> **Data under study**:
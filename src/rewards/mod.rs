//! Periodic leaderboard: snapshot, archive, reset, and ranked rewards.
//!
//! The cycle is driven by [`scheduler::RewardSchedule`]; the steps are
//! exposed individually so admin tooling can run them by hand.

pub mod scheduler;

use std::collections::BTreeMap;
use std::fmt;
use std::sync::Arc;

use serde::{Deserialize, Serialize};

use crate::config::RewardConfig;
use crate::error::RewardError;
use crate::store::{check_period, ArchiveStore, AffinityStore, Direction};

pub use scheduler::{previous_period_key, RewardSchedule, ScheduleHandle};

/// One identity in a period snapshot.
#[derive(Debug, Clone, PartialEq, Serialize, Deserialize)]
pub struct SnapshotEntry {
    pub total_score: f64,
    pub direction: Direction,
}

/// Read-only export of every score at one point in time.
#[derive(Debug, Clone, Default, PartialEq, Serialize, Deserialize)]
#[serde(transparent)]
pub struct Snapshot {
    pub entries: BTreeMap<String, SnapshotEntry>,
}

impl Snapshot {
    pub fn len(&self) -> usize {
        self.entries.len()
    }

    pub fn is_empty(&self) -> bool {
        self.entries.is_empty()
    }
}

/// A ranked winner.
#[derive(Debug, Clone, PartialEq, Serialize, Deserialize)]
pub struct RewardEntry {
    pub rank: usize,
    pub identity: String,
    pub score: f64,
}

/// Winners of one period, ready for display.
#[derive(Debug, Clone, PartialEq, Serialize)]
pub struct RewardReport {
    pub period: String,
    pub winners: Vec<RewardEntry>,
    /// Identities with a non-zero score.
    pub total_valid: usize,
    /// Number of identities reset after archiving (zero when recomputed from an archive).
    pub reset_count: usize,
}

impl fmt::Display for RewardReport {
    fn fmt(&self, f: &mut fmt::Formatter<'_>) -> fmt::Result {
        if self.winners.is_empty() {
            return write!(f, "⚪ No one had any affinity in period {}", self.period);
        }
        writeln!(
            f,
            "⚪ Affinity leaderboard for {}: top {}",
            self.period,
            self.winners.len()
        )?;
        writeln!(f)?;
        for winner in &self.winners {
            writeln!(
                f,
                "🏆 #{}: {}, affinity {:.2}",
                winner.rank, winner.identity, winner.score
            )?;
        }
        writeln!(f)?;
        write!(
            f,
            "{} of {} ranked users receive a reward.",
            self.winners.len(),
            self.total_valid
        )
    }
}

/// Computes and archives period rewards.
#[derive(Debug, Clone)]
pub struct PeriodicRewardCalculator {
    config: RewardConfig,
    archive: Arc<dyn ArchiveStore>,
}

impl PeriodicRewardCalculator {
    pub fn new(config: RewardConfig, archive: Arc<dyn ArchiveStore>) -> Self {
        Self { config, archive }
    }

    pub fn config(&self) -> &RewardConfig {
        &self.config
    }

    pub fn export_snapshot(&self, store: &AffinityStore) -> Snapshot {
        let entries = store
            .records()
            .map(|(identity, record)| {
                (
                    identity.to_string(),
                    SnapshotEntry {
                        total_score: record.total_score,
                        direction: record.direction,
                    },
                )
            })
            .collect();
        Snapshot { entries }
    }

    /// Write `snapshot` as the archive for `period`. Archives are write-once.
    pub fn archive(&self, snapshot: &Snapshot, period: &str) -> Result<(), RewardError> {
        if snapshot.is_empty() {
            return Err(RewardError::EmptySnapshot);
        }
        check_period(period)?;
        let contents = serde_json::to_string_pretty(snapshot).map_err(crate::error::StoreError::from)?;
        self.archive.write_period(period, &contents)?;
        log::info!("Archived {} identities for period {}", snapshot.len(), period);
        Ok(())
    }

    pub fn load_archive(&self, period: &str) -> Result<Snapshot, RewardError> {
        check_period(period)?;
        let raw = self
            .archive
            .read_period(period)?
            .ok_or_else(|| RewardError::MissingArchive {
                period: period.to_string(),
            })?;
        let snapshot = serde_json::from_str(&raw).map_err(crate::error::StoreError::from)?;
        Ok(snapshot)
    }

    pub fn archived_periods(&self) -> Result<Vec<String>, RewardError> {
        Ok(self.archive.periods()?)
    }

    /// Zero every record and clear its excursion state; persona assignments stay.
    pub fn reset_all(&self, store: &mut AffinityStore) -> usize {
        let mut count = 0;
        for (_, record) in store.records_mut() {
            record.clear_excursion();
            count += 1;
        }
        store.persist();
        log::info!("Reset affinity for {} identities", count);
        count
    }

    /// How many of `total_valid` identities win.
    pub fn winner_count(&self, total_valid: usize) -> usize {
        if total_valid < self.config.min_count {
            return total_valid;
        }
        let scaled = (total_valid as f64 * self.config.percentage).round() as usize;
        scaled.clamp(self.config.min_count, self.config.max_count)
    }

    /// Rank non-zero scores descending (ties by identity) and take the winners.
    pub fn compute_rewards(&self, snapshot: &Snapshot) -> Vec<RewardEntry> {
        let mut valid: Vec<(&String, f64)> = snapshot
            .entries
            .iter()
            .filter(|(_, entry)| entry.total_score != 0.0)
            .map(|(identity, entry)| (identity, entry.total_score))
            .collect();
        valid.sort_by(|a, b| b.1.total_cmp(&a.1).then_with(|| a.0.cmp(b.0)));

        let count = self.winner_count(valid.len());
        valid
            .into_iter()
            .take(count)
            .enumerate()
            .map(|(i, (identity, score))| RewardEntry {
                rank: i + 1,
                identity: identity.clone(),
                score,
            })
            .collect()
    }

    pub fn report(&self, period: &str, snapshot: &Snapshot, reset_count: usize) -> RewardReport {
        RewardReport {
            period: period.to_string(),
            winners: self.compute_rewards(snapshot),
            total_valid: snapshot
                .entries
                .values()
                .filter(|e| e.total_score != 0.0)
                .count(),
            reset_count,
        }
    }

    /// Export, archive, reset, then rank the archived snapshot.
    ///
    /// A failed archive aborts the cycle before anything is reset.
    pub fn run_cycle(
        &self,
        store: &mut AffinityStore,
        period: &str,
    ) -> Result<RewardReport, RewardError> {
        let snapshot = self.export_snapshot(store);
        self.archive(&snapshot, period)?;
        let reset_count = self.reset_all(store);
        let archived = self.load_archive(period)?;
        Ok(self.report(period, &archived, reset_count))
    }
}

> **Work order**:
Search the lines above for the string "return" and copy each line that has it.

> **Response to this task**:
            return write!(f, "⚪ No one had any affinity in period {}", self.period);
            return Err(RewardError::EmptySnapshot);
            return total_valid;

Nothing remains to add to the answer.